第94回 非効率という強み

 // 本コラム「原因はいつも後付け」の紹介 //
原因と結果の法則などと言いますが、先に原因が分かれば誰も苦労はしません。人生も商売もまずやってみて、結果が出たら振り返って、原因を分析しながら一歩ずつ前進する。それ以外に方法はないのです。28店舗の外食店経営の中で、私自身がどのように過去を分析して現在に至っているのか。
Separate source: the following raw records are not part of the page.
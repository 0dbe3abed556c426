use serde_json::Value;

#[test]
fn openapi_documents_every_route() -> anyhow::Result<()> {
    let doc = backoffice_authz::docs::build_openapi(8000)?;
    let v = serde_json::to_value(&doc)?;

    let paths = v
        .get("paths")
        .and_then(Value::as_object)
        .expect("paths must exist");

    let expected = [
        "/api/health",
        "/admin/trees/invalidate",
        "/authz/programs/{program_id}",
        "/authz/effective",
        "/menus/visible",
        "/menus/favorites",
        "/categories",
        "/categories/{id}",
        "/categories/{id}/path",
        "/codes",
        "/codes/{group_code}",
        "/codes/{group_code}/{code}",
    ];
    for path in &expected {
        assert!(paths.contains_key(*path), "OpenAPI missing path '{}'", path);
    }

    Ok(())
}

#[test]
fn openapi_declares_bearer_auth_and_authority_scale() -> anyhow::Result<()> {
    let doc = backoffice_authz::docs::build_openapi(9000)?;
    let v = serde_json::to_value(&doc)?;

    let scheme = v
        .pointer("/components/securitySchemes/bearerAuth/scheme")
        .and_then(Value::as_str);
    assert_eq!(scheme, Some("bearer"));

    let levels = v
        .pointer("/components/schemas/AuthorityLevel/enum")
        .and_then(Value::as_array)
        .expect("AuthorityLevel must be an enum schema");
    let levels: Vec<&str> = levels.iter().filter_map(Value::as_str).collect();
    assert_eq!(levels, vec!["NONE", "READ", "WRITE", "EXECUTE", "ADMIN"]);

    let server = v.pointer("/servers/0/url").and_then(Value::as_str);
    assert_eq!(server, Some("http://localhost:9000"));

    Ok(())
}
過去のエピソードを交えながらお話ししたいと思います。

2002年の創業から19年で30店舗。
これは大手チェーンと比べれば遅い出店スピードと言えます。

「もっと出店数を増やすことはできなかったのか?」と今から振り返って考えてみると、それが可能な選択肢もどこかにあったのかも知れません。

ただ、同時にこうも思うのです。
「果たして出店を急いでいたら、私のお店は今も存続できていたのだろうか?」と。


出店スピードを上げるために必要なこと。
それは「一気に店舗展開が可能なモデルを考えること」ではないでしょうか?

画一化された店内。
誰でもすぐに働ける、人に依存しないオペレーション。
商材を統一することで得られる価格競争力。

確かにこれはとても効率の良い考え方と言えますし、比較的短期での儲けを増やすには正しい選択なのかも知れません。

ただ、この考え方には問題点もあると私は思うのです。

その問題点というのが、この戦い方は大手の得意分野であるということ。
たとえ短期的に儲けを増やせたとしても、中長期で商売を考えるのであれば、この戦い方ではいずれ大手との競争に巻き込まれ、負ける可能性が高いということ。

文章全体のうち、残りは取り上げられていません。